A total of 524 patients were identified and included in the study. Two hundred twenty-five patients (43%) had tumors with lymphovascular invasion. Patients with tumor lymphovascular invasion had a lower overall survival (P < .0001). Tumor lymphovascular invasion was independently associated with visceral pleural involvement (P < .0001).
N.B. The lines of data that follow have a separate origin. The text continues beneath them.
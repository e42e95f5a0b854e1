
use serde::Serialize;
use std::cmp::Ordering;
use strum_macros::EnumString;

/// The total order records are expected to follow
#[derive(Clone, Copy, Default, Debug, Eq, PartialEq, strum_macros::Display, EnumString, Serialize, clap::ValueEnum)]
pub enum ChromOrder {
    /// Byte-wise CHROM comparison, then numeric POS
    #[default]
    #[strum(ascii_case_insensitive, serialize = "lexicographic")]
    #[clap(name = "lexicographic")]
    Lexicographic,
    /// Numeric-aware CHROM comparison (chr2 < chr10), then numeric POS
    #[strum(ascii_case_insensitive, serialize = "natural")]
    #[clap(name = "natural")]
    Natural
}

impl ChromOrder {
    /// Compares two (CHROM, POS) keys under this order
    pub fn compare(&self, a: (&str, u64), b: (&str, u64)) -> Ordering {
        let chrom_order = match self {
            ChromOrder::Lexicographic => a.0.cmp(b.0),
            ChromOrder::Natural => natural_chrom_cmp(a.0, b.0)
        };
        chrom_order.then(a.1.cmp(&b.1))
    }
}

/// A chromosome name split for natural ordering, e.g. `chr10_alt` -> ("chr", Some(10), "_alt")
#[derive(Debug, Eq, PartialEq)]
struct NaturalChrom<'a> {
    /// The original-case `chr` prefix, or empty
    prefix: &'a str,
    /// The leading numeric run after the prefix
    number: Option<u64>,
    /// Whatever follows the numeric run
    suffix: &'a str
}

/// Splits a chromosome name; returns None if the numeric run does not fit in a u64
fn split_natural(chrom: &str) -> Option<NaturalChrom<'_>> {
    let prefix_len = if chrom.len() >= 3 && chrom.as_bytes()[..3].eq_ignore_ascii_case(b"chr") { 3 } else { 0 };
    let (prefix, rest) = chrom.split_at(prefix_len);
    let digit_len = rest.bytes().take_while(|b| b.is_ascii_digit()).count();
    let (digits, suffix) = rest.split_at(digit_len);
    let number = if digits.is_empty() {
        None
    } else {
        Some(digits.parse::<u64>().ok()?)
    };
    Some(NaturalChrom { prefix, number, suffix })
}

/// Natural chromosome comparison: prefix, then the numeric run as an integer, then the suffix.
/// Names with a numeric run sort before names without one; if neither has one, this is a plain string comparison.
pub fn natural_chrom_cmp(a: &str, b: &str) -> Ordering {
    let (na, nb) = match (split_natural(a), split_natural(b)) {
        (Some(na), Some(nb)) => (na, nb),
        _ => return a.cmp(b)
    };

    if na.prefix != nb.prefix {
        return na.prefix.cmp(nb.prefix);
    }
    match (na.number, nb.number) {
        (Some(x), Some(y)) => x.cmp(&y).then_with(|| na.suffix.cmp(nb.suffix)),
        (Some(_), None) => Ordering::Less,
        (None, Some(_)) => Ordering::Greater,
        (None, None) => a.cmp(b)
    }
}

/// Running sort state; tracks the last accepted (CHROM, POS) and flags keys that move backwards.
#[derive(Debug)]
pub struct SortOrderChecker {
    /// The order to enforce
    order: ChromOrder,
    /// Last accepted key, None until the first record
    last: Option<(String, u64)>
}

impl SortOrderChecker {
    /// Constructor
    pub fn new(order: ChromOrder) -> Self {
        Self {
            order,
            last: None
        }
    }

    /// Records a new key and returns true if it sorts strictly before the previous one.
    /// The stored key is always replaced, so a single misplaced record is only reported once.
    /// # Arguments
    /// * `chrom` - CHROM of the record
    /// * `pos` - parsed POS of the record
    pub fn observe(&mut self, chrom: &str, pos: u64) -> bool {
        self.observe_violation(chrom, pos).is_some()
    }

    /// Same as `observe`, but returns the previous key when the new one is out of order so it can be reported.
    /// # Arguments
    /// * `chrom` - CHROM of the record
    /// * `pos` - parsed POS of the record
    pub fn observe_violation(&mut self, chrom: &str, pos: u64) -> Option<(String, u64)> {
        match self.last.as_mut() {
            Some((last_chrom, last_pos)) => {
                let out_of_order = self.order.compare((chrom, pos), (last_chrom.as_str(), *last_pos)) == Ordering::Less;
                let previous = out_of_order.then(|| (last_chrom.clone(), *last_pos));
                if last_chrom.as_str() != chrom {
                    last_chrom.clear();
                    last_chrom.push_str(chrom);
                }
                *last_pos = pos;
                previous
            },
            None => {
                self.last = Some((chrom.to_string(), pos));
                None
            }
        }
    }

    #[cfg(test)]
    pub fn last(&self) -> Option<(&str, u64)> {
        self.last.as_ref().map(|(c, p)| (c.as_str(), *p))
    }
}

#[cfg(test)]
mod tests {
    use super::*;

    #[test]
    fn test_lexicographic() {
        let order = ChromOrder::Lexicographic;
        assert_eq!(order.compare(("chr1", 100), ("chr1", 200)), Ordering::Less);
        assert_eq!(order.compare(("chr1", 200), ("chr1", 200)), Ordering::Equal);
        assert_eq!(order.compare(("chr10", 1), ("chr2", 1)), Ordering::Less);
        assert_eq!(order.compare(("chr2", 1), ("chr10", 1)), Ordering::Greater);
        // positions are numeric, not strings
        assert_eq!(order.compare(("chr1", 9), ("chr1", 10)), Ordering::Less);
    }

    #[test]
    fn test_natural() {
        assert_eq!(natural_chrom_cmp("chr2", "chr10"), Ordering::Less);
        assert_eq!(natural_chrom_cmp("2", "10"), Ordering::Less);
        assert_eq!(natural_chrom_cmp("chr10", "chr10"), Ordering::Equal);
        assert_eq!(natural_chrom_cmp("chr22", "chrX"), Ordering::Less);
        assert_eq!(natural_chrom_cmp("chrY", "chrX"), Ordering::Greater);
        assert_eq!(natural_chrom_cmp("chr1", "chr1_random"), Ordering::Less);
        assert_eq!(natural_chrom_cmp("chr1_random", "chr2"), Ordering::Less);
        assert_eq!(natural_chrom_cmp("chr01", "chr1"), Ordering::Equal);

        // prefixes compare first and keep their case
        assert_eq!(natural_chrom_cmp("1", "chr1"), Ordering::Less);
        assert_eq!(natural_chrom_cmp("Chr1", "chr1"), Ordering::Less);

        // absurdly long numbers fall back to plain comparison
        assert_eq!(natural_chrom_cmp("chr99999999999999999999999", "chr2"), Ordering::Greater);

        let order = ChromOrder::Natural;
        assert_eq!(order.compare(("chr2", 500), ("chr10", 1)), Ordering::Less);
        assert_eq!(order.compare(("chr2", 500), ("chr2", 1)), Ordering::Greater);
    }

    #[test]
    fn test_split_natural() {
        assert_eq!(split_natural("chr10_alt"), Some(NaturalChrom { prefix: "chr", number: Some(10), suffix: "_alt" }));
        assert_eq!(split_natural("X"), Some(NaturalChrom { prefix: "", number: None, suffix: "X" }));
        assert_eq!(split_natural("CHR7"), Some(NaturalChrom { prefix: "CHR", number: Some(7), suffix: "" }));
        assert_eq!(split_natural("ch"), Some(NaturalChrom { prefix: "", number: None, suffix: "ch" }));
    }

    #[test]
    fn test_checker() {
        let mut checker = SortOrderChecker::new(ChromOrder::Lexicographic);
        assert!(!checker.observe("chr1", 200));
        assert!(checker.observe("chr1", 100));
        // compared to the most recent record, not the max seen
        assert!(!checker.observe("chr1", 150));
        assert!(!checker.observe("chr1", 150));
        assert!(!checker.observe("chr2", 1));
        assert!(checker.observe("chr1", 300));
        assert_eq!(checker.last(), Some(("chr1", 300)));
    }

    #[test]
    fn test_observe_violation() {
        let mut checker = SortOrderChecker::new(ChromOrder::Natural);
        assert_eq!(checker.observe_violation("chr10", 5), None);
        assert_eq!(checker.observe_violation("chr2", 7), Some(("chr10".to_string(), 5)));
        assert_eq!(checker.observe_violation("chr2", 8), None);
    }

    #[test]
    fn test_checker_natural() {
        // chr2 -> chr10 is only backwards lexicographically
        let mut lex = SortOrderChecker::new(ChromOrder::Lexicographic);
        assert!(!lex.observe("chr2", 10));
        assert!(lex.observe("chr10", 5));
        let mut nat = SortOrderChecker::new(ChromOrder::Natural);
        assert!(!nat.observe("chr2", 10));
        assert!(!nat.observe("chr10", 5));
    }
}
In a multivariable model, lymphovascular invasion (hazard ratio [HR], 2.58; 95% confidence interval [CI], 1.63-4.09; P < .0001), parietal pleural invasion (HR, 45.4; 95% CI, 2.08-990; P = .015), advanced age (HR, 1.028; 95% CI, 1.009-1.048; P = .004), and N2 lymph node involvement (HR, 1.837; 95% CI, 1.257-2.690; P = .002) were independent prognostic factors for lower overall survival.


Lymphovascular invasion is associated with a worse overall survival in patients with resected non–small cell lung cancer regardless of tumor stage. Parietal pleural involvement, N2 nodal disease, and advanced age independently predict poor overall survival.